Adapting Waterfronts is a prototype interactive web-based tool (currently in beta) that visualizes waterfront transformations past, present, and future to contextualize and inform potential resilience strategies in the face of sea level rise and climate change events. Its goal is to build place-based knowledge and serve as a platform for creative communication amongst diverse stakeholders.
The interactive geospatial website allows for a three-dimensional viewing platform and clickable features. Past, Present, and Future maps can be toggled on/off and layered on top of each other. Historic maps make visible the unseen layers of time that illustrate waterfront transformations and pre-development tidal ecology. Present maps include three-dimensional buildings and show the current built and natural environment. Future maps contain sea-level rise flooding scenarios. Geo-referenced photographs give the user an eye-level street perspective of past site conditions. Three-dimensional Resilience Strategies visualize potential sea-level rise adaptation designs located In-Water, Shoreline, and Upland.
All historic maps are from the David Rumsey Map Collection. Images copyright © 2000 by Cartography Associates. Images may be reproduced or transmitted, but not for commercial use. This work is licensed under a Creative Commons License.
The sea level rise data was created by the National Oceanic and Atmospheric Administration (NOAA) Office for Coastal Management. These data depict the potential inundation of coastal areas resulting from a projected 2 to 10 feet rise in sea level above current Mean Higher High Water (MHHW) conditions.

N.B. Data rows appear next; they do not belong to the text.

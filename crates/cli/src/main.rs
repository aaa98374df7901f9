#![deny(warnings)]

use anyhow::Context;
use clap::Parser;
use lingvatrans_core::config::{
    ApiToken, Env, ProxyConfig, StdEnv, TranslatorConfig, DEFAULT_TIMEOUT_SECS,
};
use lingvatrans_core::translate::{
    Detected, LingvanexTranslator, Translated, TranslateError, Translator, AUTO,
};
use std::time::Duration;
use tracing_subscriber::EnvFilter;

#[derive(Parser, Debug)]
#[command(name = "translate")]
#[command(about = "Lingvanex Translator as a command-line tool")]
struct Args {
    /// The text you want to translate.
    text: String,

    /// The destination language you want to translate.
    #[arg(short, long, default_value = "en")]
    dest: String,

    /// The source language you want to translate.
    #[arg(short, long, default_value = AUTO)]
    src: String,

    /// Detect the language of the text.
    #[arg(short = 'c', long)]
    detect: bool,

    #[arg(long)]
    token: Option<String>,

    #[arg(long)]
    base_url: Option<String>,

    /// http(s):// or socks4/5:// proxy.
    #[arg(long)]
    proxy: Option<String>,

    #[arg(long, default_value_t = DEFAULT_TIMEOUT_SECS)]
    timeout_secs: u64,

    #[arg(long, default_value = "info")]
    log_level: String,
}

#[derive(Clone, Debug, PartialEq, Eq)]
enum Mode {
    Translate { dest: String, src: String },
    Detect,
}

#[tokio::main]
async fn main() -> anyhow::Result<()> {
    let args = Args::parse();
    init_tracing(&args.log_level)?;

    let env = StdEnv;
    let text = args.text.clone();
    let mode = if args.detect {
        Mode::Detect
    } else {
        Mode::Translate {
            dest: args.dest.clone(),
            src: args.src.clone(),
        }
    };
    let cfg = build_config(args, &env)?;

    tracing::debug!(
        base_url = %cfg.base_url,
        timeout_secs = cfg.timeout.as_secs(),
        proxied = cfg.proxy.is_some(),
        "config loaded"
    );

    let translator = LingvanexTranslator::new(cfg).context("failed to create translator")?;
    let output = run(&translator, &text, &mode).await;
    translator.close().await;

    println!("{}", output.context("request failed")?);
    Ok(())
}

/// Runs one request and renders its output. Closing is left to the caller.
async fn run(
    translator: &impl Translator,
    text: &str,
    mode: &Mode,
) -> Result<String, TranslateError> {
    match mode {
        Mode::Detect => {
            let detected = translator.detect(text).await?;
            Ok(render_detected(text, &detected))
        }
        Mode::Translate { dest, src } => {
            let translated = translator.translate(text, dest, src).await?;
            Ok(render_translated(&translated))
        }
    }
}

fn render_translated(t: &Translated) -> String {
    format!("[{}] {}\n    ->\n[{}] {}", t.src, t.origin, t.dest, t.text)
}

fn render_detected(text: &str, d: &Detected) -> String {
    match d.confidence {
        Some(c) => format!("[{}, {}] {}", d.lang, c, text),
        None => format!("[{}, None] {}", d.lang, text),
    }
}

fn init_tracing(level: &str) -> anyhow::Result<()> {
    let filter = EnvFilter::builder()
        .with_default_directive(
            level
                .parse()
                .with_context(|| format!("invalid --log-level: {level}"))?,
        )
        .from_env_lossy();

    tracing_subscriber::fmt()
        .with_env_filter(filter)
        .with_writer(std::io::stderr)
        .init();
    Ok(())
}

/// Environment first, then command-line flags on top.
fn build_config(args: Args, env: &impl Env) -> anyhow::Result<TranslatorConfig> {
    let mut cfg = TranslatorConfig::from_env(env)
        .context("invalid environment configuration")?
        .with_timeout(Duration::from_secs(args.timeout_secs))?;

    if let Some(base_url) = args.base_url {
        cfg = cfg
            .with_base_url(&base_url)
            .with_context(|| format!("invalid --base-url: {base_url}"))?;
    }
    if let Some(token) = args.token {
        cfg = cfg.with_token(ApiToken::new(token).context("invalid --token")?);
    }
    if let Some(proxy) = args.proxy {
        cfg = cfg.with_proxy(Some(
            ProxyConfig::new(&proxy).with_context(|| format!("invalid --proxy: {proxy}"))?,
        ));
    }

    Ok(cfg)
}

These data illustrate the scale of potential flooding, not the exact location, and do not account for erosion, subsidence, or future construction. Inundation is shown as it would appear during the highest high tides (excludes wind-driven tides) with the sea level rise amount. A detailed methodology for producing these data is available.
Additional maps layers were sourced from UC Berkeley Library, “GIS (Geospatial Information Systems): California & Bay Area GIS Data.” All data is licensed under the Creative Commons Attribution-Noncommercial 4.0 License.
Photographs were sourced from the Library of Congress online digital catalog and OpenSFHistory.org. Images were placed on their approximate location on the map through a combination of methods including photograph summary descriptions, on site observation, and previous geo-referencing by OpenSFHistory.
This website was supported and developed as part of a Faculty Fellowship at the Digital Scholarship Center (now the Loretta C. Duckworth Scholars Studio) of Temple University Libraries.
The map on this website is generated using the Mapbox GL JS JavaScript library and the clickable features were created using QGIS. The historic maps were georeferenced, converted to GeoTIFF format, and uploaded to Mapbox Studio as raster files. The sea level rise data was converted from geodatabase format into KML, and the resilience strategies were manually drawn in QGIS and converted to GeoJSON files. The menus operate using the JQuery JavaScript library and the horizontal sliders are an adaption of the glider.js tool developed by Nick Piscitelli. Additionally, the About this Site section uses the Magnific Popup lightbox plugin developed by Dmitry Semenov.
The Adapting Waterfronts website is intended only for reference purposes. The data are provided “as is,” without warranty of their performance or use. All risk associated with the data and results is assumed by the user. All use of this website and reproduction of its content should adhere to the Creative Commons License and rules of each data source. The three-dimensional Resilience Strategies are meant strictly for visualization purposes and do not constitute an adaptation planning strategy, nor do they represent an endorsement by the authors of the website.